Johnson left the UK with a new toy for his three children -- the Open's coveted Claret Jug.
"It doesn't really have the attributes of a sippy cup for my little ones, but much like a birthday cake, if they want to make it a mess, that's fine," joked the Iowa native, now resident in St. Simons Island, Georgia.
Johnson's victory denied golf's rising star Jordan Spieth the chance to become just the second player of the post-war era to win the Masters, U.S. and British Opens in the same season.
Spieth missed out on the three-man playoff after failing to birdie the final hole, but Johnson warned about putting too much pressure on the 21-year-old as he deflected comparisons with Tiger Woods at the same age.
"I don't think it's fair to put Jordan in that breath yet. Clearly what he's done in a short time is remarkable, is worthy of discussion and could be part of golf history more than we possibly know, but Tiger really transcended the game," Johnson said.

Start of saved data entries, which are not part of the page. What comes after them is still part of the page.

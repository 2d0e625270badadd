use std::io::Cursor;

use anyhow::Context;
use image::AnimationDecoder as _;

use crate::foundation::error::{ClockfaceError, ClockfaceResult};

/// Decode encoded still-image bytes into straight-alpha RGBA8.
pub fn decode_image(bytes: &[u8]) -> ClockfaceResult<image::RgbaImage> {
    let dyn_img = image::load_from_memory(bytes).context("decode image from memory")?;
    Ok(dyn_img.to_rgba8())
}

/// Decode every frame of an animated GIF into full-canvas RGBA8 images.
///
/// Frame disposal and partial-frame offsets are resolved by the decoder, so each returned image
/// is a complete composited frame.
pub fn decode_gif_frames(bytes: &[u8]) -> ClockfaceResult<Vec<image::RgbaImage>> {
    let decoder = image::codecs::gif::GifDecoder::new(Cursor::new(bytes))
        .map_err(|e| ClockfaceError::decode(format!("open gif: {e}")))?;
    let frames = decoder
        .into_frames()
        .collect_frames()
        .map_err(|e| ClockfaceError::decode(format!("decode gif frames: {e}")))?;
    if frames.is_empty() {
        return Err(ClockfaceError::decode("gif contains no frames"));
    }
    Ok(frames.into_iter().map(|f| f.into_buffer()).collect())
}

/// Resize every frame to `size x size` with a Lanczos filter.
pub fn resize_frames(frames: &[image::RgbaImage], size: u32) -> Vec<image::RgbaImage> {
    frames
        .iter()
        .map(|f| {
            if f.dimensions() == (size, size) {
                f.clone()
            } else {
                image::imageops::resize(f, size, size, image::imageops::FilterType::Lanczos3)
            }
        })
        .collect()
}

/// Return `true` when `bytes` start with a GIF signature.
pub fn is_gif(bytes: &[u8]) -> bool {
    bytes.starts_with(b"GIF87a") || bytes.starts_with(b"GIF89a")
}

#[cfg(test)]
#[path = "../../tests/unit/assets/decode.rs"]
mod tests;
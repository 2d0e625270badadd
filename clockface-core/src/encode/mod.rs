//! Frame encoders.
//!
//! Every pipeline ends by handing its frame buffer to [`sink::encode_frames`] with the sinks built
//! from its [`OutputTargets`].

use std::path::PathBuf;

use serde::{Deserialize, Serialize};

/// `ffmpeg`-based MP4 sink.
pub mod ffmpeg;
/// Animated GIF sink.
pub mod gif;
/// Generic frame sink trait and built-in sinks.
pub mod sink;

use self::ffmpeg::{FfmpegSink, FfmpegSinkOpts};
use self::gif::{GifSink, GifSinkOpts};
use self::sink::FrameSink;

/// Output artifacts of a pipeline run.
#[derive(Clone, Debug, PartialEq, Eq, Serialize, Deserialize)]
#[serde(default)]
pub struct OutputTargets {
    /// MP4 output (encoded through the system `ffmpeg`).
    pub video: Option<PathBuf>,
    /// Animated GIF output.
    pub gif: Option<PathBuf>,
    /// Overwrite existing files.
    pub overwrite: bool,
}

impl Default for OutputTargets {
    fn default() -> Self {
        Self {
            video: None,
            gif: None,
            overwrite: true,
        }
    }
}

impl OutputTargets {
    /// `<stem>.mp4` and `<stem>.gif` in the working directory.
    pub fn with_stem(stem: &str) -> Self {
        Self {
            video: Some(PathBuf::from(format!("{stem}.mp4"))),
            gif: Some(PathBuf::from(format!("{stem}.gif"))),
            overwrite: true,
        }
    }

    /// Return `true` when no artifact is requested.
    pub fn is_empty(&self) -> bool {
        self.video.is_none() && self.gif.is_none()
    }

    /// Build one sink per requested artifact, video first.
    pub fn build_sinks(&self) -> Vec<Box<dyn FrameSink>> {
        let mut sinks: Vec<Box<dyn FrameSink>> = Vec::new();
        if let Some(path) = &self.video {
            let mut opts = FfmpegSinkOpts::new(path);
            opts.overwrite = self.overwrite;
            sinks.push(Box::new(FfmpegSink::new(opts)));
        }
        if let Some(path) = &self.gif {
            let mut opts = GifSinkOpts::new(path);
            opts.overwrite = self.overwrite;
            sinks.push(Box::new(GifSink::new(opts)));
        }
        sinks
    }
}

#[cfg(test)]
#[path = "../../tests/unit/encode/targets.rs"]
mod tests;
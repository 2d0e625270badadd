use super::*;
use crate::{
    clock::{
        face::ClockFace,
        geometry::{HandPositions, dial_angle},
    },
    config::ClockConfig,
};

fn rasterizer(canvas: Canvas) -> SvgRasterizer {
    SvgRasterizer::with_fontdb(canvas, Arc::new(usvg::fontdb::Database::new()))
}

#[test]
fn renders_face_and_hands() {
    let cfg = ClockConfig::default();
    let frame = rasterizer(cfg.canvas)
        .render(&ClockFace::new(&cfg).frame_svg(&HandPositions::at(0, 2.0)))
        .unwrap();

    assert_eq!((frame.width, frame.height), (600, 600));
    // Outside the dial.
    assert_eq!(frame.pixel(0, 0), [255, 255, 255]);
    // Inside the dial, away from hands, ticks and numerals.
    assert_eq!(frame.pixel(200, 300), [0xf0, 0xf0, 0xf0]);
    // All hands start at 12, so the column above the centre is painted.
    let painted = (296..304).any(|x| frame.pixel(x, 280) != [0xf0, 0xf0, 0xf0]);
    assert!(painted);
}

#[test]
fn scales_document_to_canvas() {
    let canvas = Canvas {
        width: 20,
        height: 10,
    };
    let svg = r#"<svg xmlns="http://www.w3.org/2000/svg" width="2" height="1"><rect width="2" height="1" fill="red"/></svg>"#;
    let frame = rasterizer(canvas).render(svg).unwrap();
    assert_eq!(frame.data.len(), 20 * 10 * 3);
    assert_eq!(frame.pixel(19, 9), [255, 0, 0]);
}

#[test]
fn invalid_svg_is_an_error() {
    let canvas = Canvas {
        width: 4,
        height: 4,
    };
    assert!(rasterizer(canvas).render("<not-svg").is_err());
}

fn numeral_ink(frame: &FrameRGB, cx: f64, cy: f64) -> usize {
    let (x0, y0) = ((cx - 16.0).max(0.0) as u32, (cy - 15.0).max(0.0) as u32);
    let mut count = 0;
    for y in y0..(y0 + 30).min(frame.height) {
        for x in x0..(x0 + 32).min(frame.width) {
            let [r, g, b] = frame.pixel(x, y);
            // Dark blue, including anti-aliased edges over the light face.
            if u16::from(b) > u16::from(r) + 40 && u16::from(b) > u16::from(g) + 40 {
                count += 1;
            }
        }
    }
    count
}

#[test]
fn default_numerals_are_drawn_with_system_fonts() {
    let cfg = ClockConfig::default();
    let rasterizer = SvgRasterizer::new(cfg.canvas).unwrap();
    if rasterizer.options.fontdb.is_empty() {
        eprintln!("no system fonts installed; skipping numeral check");
        return;
    }
    let face = ClockFace::new(&cfg);
    let frame = rasterizer
        .render(&face.frame_svg(&HandPositions::at(0, cfg.speed)))
        .unwrap();

    for hour in [12.0, 3.0, 6.0, 9.0] {
        let at = face
            .layout()
            .polar(cfg.numeral_radius, dial_angle(hour, cfg.direction));
        let ink = numeral_ink(&frame, at.x, at.y);
        assert!(ink > 0, "numeral {hour} not drawn at ({:.0}, {:.0})", at.x, at.y);
    }
}

#[test]
fn unknown_family_falls_back_to_an_installed_face() {
    let mut cfg = ClockConfig::default();
    cfg.font_family = "No Such Family 1234".to_owned();
    let rasterizer = SvgRasterizer::new(cfg.canvas).unwrap();
    if rasterizer.options.fontdb.is_empty() {
        eprintln!("no system fonts installed; skipping fallback check");
        return;
    }
    let face = ClockFace::new(&cfg);
    let frame = rasterizer
        .render(&face.frame_svg(&HandPositions::at(0, cfg.speed)))
        .unwrap();
    let at = face
        .layout()
        .polar(cfg.numeral_radius, dial_angle(3.0, cfg.direction));
    assert!(numeral_ink(&frame, at.x, at.y) > 0);
}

"He was the guy who pushed the ceiling higher than it's ever been. I don't know if Jordan is going to have that capacity but with what we're witnessing, you never know. You're talking about two guys in the last 15-20 years that I would say are phenom talents.
"I'm not saying by the shots they hit necessarily, though that is impressive, but it's the intangibles -- the innate ability they have internally that you just don't see in athletes that often."
Johnson's victory lifted him to 12th in the world rankings, and the top 10 now features five Americans, with Spieth at No. 2.
Johnson believes young U.S. players are better prepared than ever to make an impact when they turn pro -- such as 21-year-old Jordan Niebrugge, who tied for sixth at St. Andrews to be the leading amateur.
"These kids are playing in a high level before they even touch base on the PGA Tour. We saw amateur guys in contention at a major championship and I think we're probably going to see more of that," Johnson said.
"These kids are coming out of college, they've got teachers, they've got coaches, therapists, they're playing professional golf as an amateur. So when you make that transition it's almost seamless."